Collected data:
--- --- ---

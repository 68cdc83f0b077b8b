//! Baseline support
//!
//! A baseline records the findings of a run so later runs only report what
//! is new. Entries are matched on rule, relative file, subject and message;
//! line numbers are ignored so unrelated edits do not resurface old issues.

use crate::analysis::Finding;
use anyhow::{Context, Result};
use serde::{Deserialize, Serialize};
use std::collections::HashMap;
use std::fmt;
use std::path::Path;

const BASELINE_VERSION: u32 = 1;

/// rule, file, subject, message
type EntryKey = (String, String, String, String);

#[derive(Debug, Clone, PartialEq, Eq, Hash, Serialize, Deserialize)]
pub struct BaselineEntry {
    pub rule: String,
    pub file: String,
    pub subject: String,
    pub message: String,
    /// Informational only, not used for matching
    #[serde(default, skip_serializing_if = "Option::is_none")]
    pub line: Option<usize>,
}

impl BaselineEntry {
    fn from_finding(finding: &Finding, base: &Path) -> Self {
        Self {
            rule: finding.issue.code().to_string(),
            file: relative_file(&finding.location.file, base),
            subject: finding.subject.clone(),
            message: finding.message.clone(),
            line: Some(finding.location.line),
        }
    }

    fn into_key(self) -> EntryKey {
        (self.rule, self.file, self.subject, self.message)
    }
}

#[derive(Debug, Clone, Serialize, Deserialize)]
pub struct Baseline {
    pub version: u32,
    pub entries: Vec<BaselineEntry>,
}

/// Comparison of a run against a baseline
#[derive(Debug, Clone, Copy, PartialEq, Eq)]
pub struct BaselineStats {
    /// Entries in the baseline file
    pub total_baselined: usize,
    /// Current findings matched by the baseline
    pub baselined_found: usize,
    /// Current findings not in the baseline
    pub new_issues: usize,
    /// Baseline entries no longer reported
    pub fixed: usize,
}

impl fmt::Display for BaselineStats {
    fn fmt(&self, f: &mut fmt::Formatter<'_>) -> fmt::Result {
        write!(
            f,
            "{} baselined, {} new, {} fixed",
            self.baselined_found, self.new_issues, self.fixed
        )
    }
}

impl Baseline {
    pub fn from_findings(findings: &[Finding], base: &Path) -> Self {
        let mut entries: Vec<BaselineEntry> = findings
            .iter()
            .map(|f| BaselineEntry::from_finding(f, base))
            .collect();
        entries.sort_by(|a, b| {
            (&a.file, a.line, &a.rule, &a.subject).cmp(&(&b.file, b.line, &b.rule, &b.subject))
        });
        Self {
            version: BASELINE_VERSION,
            entries,
        }
    }

    pub fn load(path: &Path) -> Result<Self> {
        let contents = std::fs::read_to_string(path)
            .with_context(|| format!("Failed to read baseline {}", path.display()))?;
        let baseline: Baseline = serde_json::from_str(&contents)
            .with_context(|| format!("Invalid baseline file {}", path.display()))?;
        if baseline.version != BASELINE_VERSION {
            anyhow::bail!(
                "Unsupported baseline version {} (expected {})",
                baseline.version,
                BASELINE_VERSION
            );
        }
        Ok(baseline)
    }

    pub fn save(&self, path: &Path) -> Result<()> {
        let json = serde_json::to_string_pretty(self)?;
        std::fs::write(path, json)
            .with_context(|| format!("Failed to write baseline {}", path.display()))?;
        Ok(())
    }

    /// Remaining budget per key; duplicates in the baseline cover as many
    /// identical findings as they appear
    fn budget(&self) -> HashMap<EntryKey, usize> {
        let mut budget = HashMap::new();
        for entry in &self.entries {
            *budget.entry(entry.clone().into_key()).or_insert(0) += 1;
        }
        budget
    }

    /// Findings the baseline does not cover
    pub fn filter_new<'f>(&self, findings: &'f [Finding], base: &Path) -> Vec<&'f Finding> {
        let mut budget = self.budget();
        findings
            .iter()
            .filter(|finding| {
                let key = BaselineEntry::from_finding(finding, base).into_key();
                match budget.get_mut(&key) {
                    Some(remaining) if *remaining > 0 => {
                        *remaining -= 1;
                        false
                    }
                    _ => true,
                }
            })
            .collect()
    }

    pub fn stats(&self, findings: &[Finding], base: &Path) -> BaselineStats {
        let new_issues = self.filter_new(findings, base).len();
        let baselined_found = findings.len() - new_issues;
        BaselineStats {
            total_baselined: self.entries.len(),
            baselined_found,
            new_issues,
            fixed: self.entries.len().saturating_sub(baselined_found),
        }
    }
}

/// Forward-slash path relative to `base`, so baselines are portable
fn relative_file(file: &Path, base: &Path) -> String {
    file.strip_prefix(base)
        .unwrap_or(file)
        .to_string_lossy()
        .replace('\\', "/")
}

--- --- ---

[ACTION ITEM] Repeat every line exactly, starting with the first line of the entries, and stop once the line containing "let mut entries: Vec<BaselineEntry>" has been given.

[EXERCISE RESULT]
repository 68cdc83f0b077b8b
//! Baseline support
//!
//! A baseline records the findings of a run so later runs only report what
//! is new. Entries are matched on rule, relative file, subject and message;
//! line numbers are ignored so unrelated edits do not resurface old issues.

use crate::analysis::Finding;
use anyhow::{Context, Result};
use serde::{Deserialize, Serialize};
use std::collections::HashMap;
use std::fmt;
use std::path::Path;

const BASELINE_VERSION: u32 = 1;

/// rule, file, subject, message
type EntryKey = (String, String, String, String);

#[derive(Debug, Clone, PartialEq, Eq, Hash, Serialize, Deserialize)]
pub struct BaselineEntry {
    pub rule: String,
    pub file: String,
    pub subject: String,
    pub message: String,
    /// Informational only, not used for matching
    #[serde(default, skip_serializing_if = "Option::is_none")]
    pub line: Option<usize>,
}

impl BaselineEntry {
    fn from_finding(finding: &Finding, base: &Path) -> Self {
        Self {
            rule: finding.issue.code().to_string(),
            file: relative_file(&finding.location.file, base),
            subject: finding.subject.clone(),
            message: finding.message.clone(),
            line: Some(finding.location.line),
        }
    }

    fn into_key(self) -> EntryKey {
        (self.rule, self.file, self.subject, self.message)
    }
}

#[derive(Debug, Clone, Serialize, Deserialize)]
pub struct Baseline {
    pub version: u32,
    pub entries: Vec<BaselineEntry>,
}

/// Comparison of a run against a baseline
#[derive(Debug, Clone, Copy, PartialEq, Eq)]
pub struct BaselineStats {
    /// Entries in the baseline file
    pub total_baselined: usize,
    /// Current findings matched by the baseline
    pub baselined_found: usize,
    /// Current findings not in the baseline
    pub new_issues: usize,
    /// Baseline entries no longer reported
    pub fixed: usize,
}

impl fmt::Display for BaselineStats {
    fn fmt(&self, f: &mut fmt::Formatter<'_>) -> fmt::Result {
        write!(
            f,
            "{} baselined, {} new, {} fixed",
            self.baselined_found, self.new_issues, self.fixed
        )
    }
}

impl Baseline {
    pub fn from_findings(findings: &[Finding], base: &Path) -> Self {
        let mut entries: Vec<BaselineEntry> = findings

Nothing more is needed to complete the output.